本発明における薬物感受性増強剤の有効成分として含まれる二本鎖siRNAには、ショートヘアピンRNA(shRNA)から誘導されたものが含まれる。shRNAは、二本鎖siRNAにおけるパッセンジャー鎖相当領域とガイド鎖相当領域とが3〜11塩基程度のループ領域を介して連結された一本鎖のポリヌクレオチドである。生体内で発現されたshRNAは、パッセンジャー鎖相当領域とガイド鎖相当領域とがハイブリダイズしたヘアピン構造を取るが、RNaseの一種(Dicer)によってプロセシングを受け、二本鎖siRNAを形成する。shRNAの塩基長は、例えば45〜70塩基であり、好ましくは45〜60塩基である。

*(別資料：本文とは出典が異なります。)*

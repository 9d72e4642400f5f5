//! Implements a struct that holds the state of the REST server.

use std::sync::{Arc, Mutex};

use rusqlite::Connection;

use crate::{Error, db::initialize, identity::IdentityResolver};

/// The state of the REST server.
#[derive(Debug, Clone)]
pub struct AppState {
    /// The database connection
    pub db_connection: Arc<Mutex<Connection>>,

    /// Works out who is making each request.
    pub identity_resolver: IdentityResolver,

    /// Whether deleting another user's transaction should look the same as
    /// deleting a transaction that does not exist (404 instead of 403).
    pub conceal_foreign_transactions: bool,
}

impl AppState {
    /// Create a new [AppState] with a SQLite database connection.
    ///
    /// This function will initialize the database by adding the tables for the domain models.
    ///
    /// # Errors
    /// Returns an error if the database cannot be initialized.
    pub fn new(
        db_connection: Connection,
        identity_resolver: IdentityResolver,
    ) -> Result<Self, Error> {
        initialize(&db_connection)?;

        Ok(Self {
            db_connection: Arc::new(Mutex::new(db_connection)),
            identity_resolver,
            conceal_foreign_transactions: false,
        })
    }

    /// Answer 404 Not Found instead of 403 Forbidden when a caller tries to
    /// delete a transaction they do not own.
    pub fn with_foreign_transactions_concealed(mut self, conceal: bool) -> Self {
        self.conceal_foreign_transactions = conceal;
        self
    }
}
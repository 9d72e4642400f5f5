//! Resolves who is calling the API.
//!
//! Authentication itself is done by an OAuth2 proxy in front of the server.
//! This module only asks the proxy which user a session cookie belongs to.

mod middleware;
mod resolver;

pub use middleware::identity_guard;
pub use resolver::{
    DEFAULT_USERINFO_TIMEOUT, Identity, IdentityError, IdentityResolver, SESSION_COOKIE,
};
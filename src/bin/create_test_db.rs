use std::error::Error;
use std::path::Path;
use std::process::exit;

use clap::Parser;
use rusqlite::Connection;

use spenn::{Identity, Transaction, create_transaction, get_or_create_user, initialize_db};

/// A utility for creating a test database for the REST API server of spenn.
#[derive(Parser, Debug)]
#[command(version, about, long_about = None)]
struct Args {
    /// File path to save the SQLite database to.
    #[arg(long, short)]
    output_path: String,
}

/// Create and populate a database for manual testing.
fn main() -> Result<(), Box<dyn Error>> {
    let args = Args::parse();

    let output_path = Path::new(&args.output_path);

    match output_path.extension() {
        Some(extension) if !extension.is_empty() => {}
        _ => {
            eprintln!("Output path must include a file extension (e.g., 'my_database.db').");
            exit(1);
        }
    }

    if output_path.is_file() {
        eprintln!("File already exists at {output_path:#?}!");
        exit(1);
    }

    println!("Creating database at {output_path:#?}");
    let conn = Connection::open(output_path)?;

    initialize_db(&conn)?;

    // Same user the server hands out in dev mode.
    let identity = Identity::stub();
    println!("Creating test user {}...", identity.email);
    let user = get_or_create_user(&identity.email, &conn)?;

    println!("Creating test transactions...");
    let samples = [
        (250_000, "Salary"),
        (-45_000, "Rent"),
        (-8_550, "Groceries"),
        (-1_200, "Coffee"),
    ];

    for (amount, description) in samples {
        create_transaction(Transaction::build(amount, description, user.id), &conn)?;
    }

    println!("Success!");

    Ok(())
}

本発明における薬物感受性増強剤の有効成分としては、二本鎖siRNAの発現ベクターも好ましく用いられる。かような発現ベクターとしては、適切なプロモーターを有するプラスミドベクター、ウイルスベクター等を、ベクターが導入される宿主に合わせて適宜選択し、プロモーターの下流に二本鎖siRNAをコードするDNAを従来公知の手法により組込んだものを用いればよい。プロモーターとしては、特に制限されるものではないが、例えば、U6プロモーター、H1 RNAポリメラーゼIIIプロモーター、SV40プロモーター、LTRプロモーター、CMVプロモーター、HSV−TKプロモーター等が例示できる。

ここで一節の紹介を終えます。